Il y en a trois sortes: celui qui annonce par téléphone que le parent ou l'employé a été victime d'un petit accident mais qu'il n'y a rien de grave, celui qui annonce que le parent est transporté à l'hôpital et qui demande explication du pourquoi du comment en faisant en sorte de ne pas angoisser l'interlocuteur, et celui qui est pire que tout, qui fait couler les larmes d'un père, qui fait hurler de douleur une mère, celui qui transforme une épouse comblée et ses enfants de l'amour en veuve et orphelins, celui qui annonce que tout est fini.
C'est bien le "devoir" qui me rebute le plus.

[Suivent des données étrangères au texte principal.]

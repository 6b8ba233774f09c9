use gloo_timers::callback::Timeout;
use log::warn;
use wasm_bindgen::closure::Closure;
use wasm_bindgen::{JsCast, JsValue};
use web_sys::js_sys::Array;
use web_sys::{Element, IntersectionObserver, IntersectionObserverEntry, IntersectionObserverInit};
use yew::prelude::*;

use crate::config::REVEAL_THRESHOLD;
use crate::state::reveal::{RevealGroup, RevealState};

/// Intersection observer that emits `on_visible` once, the first time its
/// target crosses the reveal threshold. Disconnects on drop.
struct RevealObserver {
    observer: IntersectionObserver,
    _callback: Closure<dyn FnMut(Array, IntersectionObserver)>,
}

impl RevealObserver {
    fn new(on_visible: Callback<()>) -> Option<Self> {
        let mut state = RevealState::default();
        let callback = Closure::wrap(Box::new(move |entries: Array, _: IntersectionObserver| {
            let intersecting = entries
                .iter()
                .filter_map(|entry| entry.dyn_into::<IntersectionObserverEntry>().ok())
                .any(|entry| entry.is_intersecting());
            if state.observe(intersecting) {
                on_visible.emit(());
            }
        }) as Box<dyn FnMut(Array, IntersectionObserver)>);

        let options = IntersectionObserverInit::new();
        options.set_threshold(&JsValue::from_f64(REVEAL_THRESHOLD));

        match IntersectionObserver::new_with_options(callback.as_ref().unchecked_ref(), &options) {
            Ok(observer) => Some(Self {
                observer,
                _callback: callback,
            }),
            Err(err) => {
                warn!("IntersectionObserver unavailable: {:?}", err);
                None
            }
        }
    }
}

impl Drop for RevealObserver {
    fn drop(&mut self) {
        self.observer.disconnect();
    }
}

/// Hands `node` to a reveal observer after its group's stagger delay.
#[hook]
pub fn use_reveal(node: NodeRef, group: RevealGroup, index: usize, on_visible: Callback<()>) {
    let delay = group.delay_for(index);
    use_effect_with_deps(
        move |(node, delay)| {
            let registration = node.cast::<Element>().and_then(|element| {
                RevealObserver::new(on_visible).map(|reveal| {
                    let observer = reveal.observer.clone();
                    let pending = Timeout::new(*delay, move || observer.observe(&element));
                    (reveal, pending)
                })
            });
            move || drop(registration)
        },
        (node, delay),
    );
}

#[derive(Properties, PartialEq)]
pub struct RevealProps {
    pub group: RevealGroup,
    pub index: usize,
    #[prop_or_default]
    pub class: Classes,
    #[prop_or_default]
    pub children: Children,
}

/// Wrapper that starts hidden and fades its children in when scrolled into view.
#[function_component(Reveal)]
pub fn reveal(props: &RevealProps) -> Html {
    let node = use_node_ref();
    let state = use_state(RevealState::default);

    {
        let state = state.clone();
        use_reveal(
            node.clone(),
            props.group,
            props.index,
            Callback::from(move |_| state.set(RevealState::Visible)),
        );
    }

    html! {
        <div ref={node} class={props.class.clone()} style={state.style()}>
            { for props.children.iter() }
        </div>
    }
}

Je déteste les avis à famille. Je hais les avis à famille. Je préfère partir en courant que de faire ses maudits avis à famille. Quand je suis au téléphone, la première chose que je dis juste après "Commissariat de Police", c'est "rien de grave ne vous inquiétez pas". Et je remercie le Bon Dieu de me permettre de dire la vérité, jusqu'au jour où mon âme connaîtra à nouveau la morsure du mensonge.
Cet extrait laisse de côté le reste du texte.